▶ [Work order]: Each record below needs to be written out exactly as it reads.

[Saved entries]
──────
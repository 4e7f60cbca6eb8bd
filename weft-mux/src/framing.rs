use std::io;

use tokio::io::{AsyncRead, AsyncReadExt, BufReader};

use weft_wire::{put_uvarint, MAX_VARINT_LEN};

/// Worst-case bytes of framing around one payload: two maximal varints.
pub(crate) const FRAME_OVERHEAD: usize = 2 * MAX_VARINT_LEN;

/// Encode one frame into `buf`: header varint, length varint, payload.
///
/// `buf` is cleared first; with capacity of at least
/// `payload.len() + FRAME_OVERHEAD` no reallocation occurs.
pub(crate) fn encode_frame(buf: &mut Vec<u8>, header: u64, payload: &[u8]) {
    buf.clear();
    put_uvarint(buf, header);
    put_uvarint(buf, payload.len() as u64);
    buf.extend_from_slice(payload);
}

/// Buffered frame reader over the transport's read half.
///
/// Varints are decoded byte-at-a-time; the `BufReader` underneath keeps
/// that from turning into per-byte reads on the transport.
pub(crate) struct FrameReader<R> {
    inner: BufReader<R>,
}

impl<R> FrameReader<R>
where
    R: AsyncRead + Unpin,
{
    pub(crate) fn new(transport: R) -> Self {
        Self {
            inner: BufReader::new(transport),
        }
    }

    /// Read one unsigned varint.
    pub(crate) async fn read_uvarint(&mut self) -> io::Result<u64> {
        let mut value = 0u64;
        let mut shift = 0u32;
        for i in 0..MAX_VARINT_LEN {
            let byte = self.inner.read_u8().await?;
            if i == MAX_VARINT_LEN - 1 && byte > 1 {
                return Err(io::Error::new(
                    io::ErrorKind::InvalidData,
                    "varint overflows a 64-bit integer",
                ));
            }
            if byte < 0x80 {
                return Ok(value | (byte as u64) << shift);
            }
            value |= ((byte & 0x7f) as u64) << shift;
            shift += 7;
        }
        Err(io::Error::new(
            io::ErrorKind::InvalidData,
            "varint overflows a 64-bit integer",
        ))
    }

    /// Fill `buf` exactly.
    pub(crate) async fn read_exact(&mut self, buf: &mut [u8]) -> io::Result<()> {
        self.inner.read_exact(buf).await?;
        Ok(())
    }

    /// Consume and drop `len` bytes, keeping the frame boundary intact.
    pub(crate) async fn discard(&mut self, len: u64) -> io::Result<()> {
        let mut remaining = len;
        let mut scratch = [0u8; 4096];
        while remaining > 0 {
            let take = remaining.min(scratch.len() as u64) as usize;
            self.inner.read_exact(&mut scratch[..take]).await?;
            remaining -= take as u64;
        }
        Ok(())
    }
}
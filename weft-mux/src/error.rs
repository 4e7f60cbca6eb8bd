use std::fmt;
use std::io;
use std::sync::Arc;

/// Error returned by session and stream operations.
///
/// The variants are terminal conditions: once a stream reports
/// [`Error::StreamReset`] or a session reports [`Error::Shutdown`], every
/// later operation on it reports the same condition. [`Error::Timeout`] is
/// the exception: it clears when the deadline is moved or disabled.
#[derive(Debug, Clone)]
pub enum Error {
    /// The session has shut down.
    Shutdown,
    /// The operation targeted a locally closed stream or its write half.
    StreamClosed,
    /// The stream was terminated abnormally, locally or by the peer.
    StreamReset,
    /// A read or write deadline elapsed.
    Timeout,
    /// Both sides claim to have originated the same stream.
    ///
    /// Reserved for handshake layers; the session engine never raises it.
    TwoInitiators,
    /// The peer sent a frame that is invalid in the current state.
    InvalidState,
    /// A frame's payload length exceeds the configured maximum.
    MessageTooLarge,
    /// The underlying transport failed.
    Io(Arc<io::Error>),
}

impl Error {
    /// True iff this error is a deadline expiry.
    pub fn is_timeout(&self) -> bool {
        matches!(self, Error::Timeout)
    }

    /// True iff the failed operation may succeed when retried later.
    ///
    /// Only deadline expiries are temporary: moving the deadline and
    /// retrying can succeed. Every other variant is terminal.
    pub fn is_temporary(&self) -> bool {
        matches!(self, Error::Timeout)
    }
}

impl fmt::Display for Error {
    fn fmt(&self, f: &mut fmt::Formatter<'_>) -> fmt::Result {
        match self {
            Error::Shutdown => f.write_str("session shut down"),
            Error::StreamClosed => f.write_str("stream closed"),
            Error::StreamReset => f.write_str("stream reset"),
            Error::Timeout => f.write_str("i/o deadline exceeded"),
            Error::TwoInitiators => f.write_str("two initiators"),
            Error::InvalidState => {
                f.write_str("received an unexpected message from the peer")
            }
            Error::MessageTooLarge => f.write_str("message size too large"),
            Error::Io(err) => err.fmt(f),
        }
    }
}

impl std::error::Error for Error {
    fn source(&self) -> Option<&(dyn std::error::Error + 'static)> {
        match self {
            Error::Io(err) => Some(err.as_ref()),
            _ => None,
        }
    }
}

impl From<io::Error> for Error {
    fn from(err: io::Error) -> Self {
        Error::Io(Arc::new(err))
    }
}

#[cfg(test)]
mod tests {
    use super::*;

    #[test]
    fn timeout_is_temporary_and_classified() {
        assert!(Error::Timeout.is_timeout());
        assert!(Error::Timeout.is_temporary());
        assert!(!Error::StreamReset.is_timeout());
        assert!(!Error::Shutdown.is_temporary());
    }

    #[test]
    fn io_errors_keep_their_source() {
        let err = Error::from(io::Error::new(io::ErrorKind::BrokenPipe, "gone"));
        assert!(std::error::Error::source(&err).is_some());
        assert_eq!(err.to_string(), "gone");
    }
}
──────
▶ [Your solution]:
repository 4e7f60cbca6eb8bd
filename weft-mux/src/framing.rs
use std::io;

use tokio::io::{AsyncRead, AsyncReadExt, BufReader};

use weft_wire::{put_uvarint, MAX_VARINT_LEN};

/// Worst-case bytes of framing around one payload: two maximal varints.
pub(crate) const FRAME_OVERHEAD: usize = 2 * MAX_VARINT_LEN;

/// Encode one frame into `buf`: header varint, length varint, payload.
///
/// `buf` is cleared first; with capacity of at least
/// `payload.len() + FRAME_OVERHEAD` no reallocation occurs.
pub(crate) fn encode_frame(buf: &mut Vec<u8>, header: u64, payload: &[u8]) {
    buf.clear();
    put_uvarint(buf, header);
    put_uvarint(buf, payload.len() as u64);
    buf.extend_from_slice(payload);
}

/// Buffered frame reader over the transport's read half.
///
/// Varints are decoded byte-at-a-time; the `BufReader` underneath keeps
/// that from turning into per-byte reads on the transport.
pub(crate) struct FrameReader<R> {
    inner: BufReader<R>,
}

impl<R> FrameReader<R>
where
    R: AsyncRead + Unpin,
{
    pub(crate) fn new(transport: R) -> Self {
        Self {
            inner: BufReader::new(transport),
        }
    }

    /// Read one unsigned varint.
    pub(crate) async fn read_uvarint(&mut self) -> io::Result<u64> {
        let mut value = 0u64;
        let mut shift = 0u32;
        for i in 0..MAX_VARINT_LEN {
            let byte = self.inner.read_u8().await?;
            if i == MAX_VARINT_LEN - 1 && byte > 1 {
                return Err(io::Error::new(
                    io::ErrorKind::InvalidData,
                    "varint overflows a 64-bit integer",
                ));
            }
            if byte < 0x80 {
                return Ok(value | (byte as u64) << shift);
            }
            value |= ((byte & 0x7f) as u64) << shift;
            shift += 7;
        }
        Err(io::Error::new(
            io::ErrorKind::InvalidData,
            "varint overflows a 64-bit integer",
        ))
    }

    /// Fill `buf` exactly.
    pub(crate) async fn read_exact(&mut self, buf: &mut [u8]) -> io::Result<()> {
        self.inner.read_exact(buf).await?;
        Ok(())
    }

    /// Consume and drop `len` bytes, keeping the frame boundary intact.
    pub(crate) async fn discard(&mut self, len: u64) -> io::Result<()> {
        let mut remaining = len;
        let mut scratch = [0u8; 4096];
        while remaining > 0 {
            let take = remaining.min(scratch.len() as u64) as usize;
            self.inner.read_exact(&mut scratch[..take]).await?;
            remaining -= take as u64;
        }
        Ok(())
    }
}
filename weft-mux/src/error.rs
repository 4e7f60cbca6eb8bd
use std::fmt;
use std::io;
use std::sync::Arc;

/// Error returned by session and stream operations.
///
/// The variants are terminal conditions: once a stream reports
/// [`Error::StreamReset`] or a session reports [`Error::Shutdown`], every
/// later operation on it reports the same condition. [`Error::Timeout`] is
/// the exception: it clears when the deadline is moved or disabled.
#[derive(Debug, Clone)]
pub enum Error {
    /// The session has shut down.
    Shutdown,
    /// The operation targeted a locally closed stream or its write half.
    StreamClosed,
    /// The stream was terminated abnormally, locally or by the peer.
    StreamReset,
    /// A read or write deadline elapsed.
    Timeout,
    /// Both sides claim to have originated the same stream.
    ///
    /// Reserved for handshake layers; the session engine never raises it.
    TwoInitiators,
    /// The peer sent a frame that is invalid in the current state.
    InvalidState,
    /// A frame's payload length exceeds the configured maximum.
    MessageTooLarge,
    /// The underlying transport failed.
    Io(Arc<io::Error>),
}

impl Error {
    /// True iff this error is a deadline expiry.
    pub fn is_timeout(&self) -> bool {
        matches!(self, Error::Timeout)
    }

    /// True iff the failed operation may succeed when retried later.
    ///
    /// Only deadline expiries are temporary: moving the deadline and
    /// retrying can succeed. Every other variant is terminal.
    pub fn is_temporary(&self) -> bool {
        matches!(self, Error::Timeout)
    }
}

impl fmt::Display for Error {
    fn fmt(&self, f: &mut fmt::Formatter<'_>) -> fmt::Result {
        match self {
            Error::Shutdown => f.write_str("session shut down"),
            Error::StreamClosed => f.write_str("stream closed"),
            Error::StreamReset => f.write_str("stream reset"),
            Error::Timeout => f.write_str("i/o deadline exceeded"),
            Error::TwoInitiators => f.write_str("two initiators"),
            Error::InvalidState => {
                f.write_str("received an unexpected message from the peer")
            }
            Error::MessageTooLarge => f.write_str("message size too large"),
            Error::Io(err) => err.fmt(f),
        }
    }
}

impl std::error::Error for Error {
    fn source(&self) -> Option<&(dyn std::error::Error + 'static)> {
        match self {
            Error::Io(err) => Some(err.as_ref()),
            _ => None,
        }
    }
}

impl From<io::Error> for Error {
    fn from(err: io::Error) -> Self {
        Error::Io(Arc::new(err))
    }
}

#[cfg(test)]
mod tests {
    use super::*;

    #[test]
    fn timeout_is_temporary_and_classified() {
        assert!(Error::Timeout.is_timeout());
        assert!(Error::Timeout.is_temporary());
        assert!(!Error::StreamReset.is_timeout());
        assert!(!Error::Shutdown.is_temporary());
    }

    #[test]
    fn io_errors_keep_their_source() {
        let err = Error::from(io::Error::new(io::ErrorKind::BrokenPipe, "gone"));
        assert!(std::error::Error::source(&err).is_some());
        assert_eq!(err.to_string(), "gone");
    }
}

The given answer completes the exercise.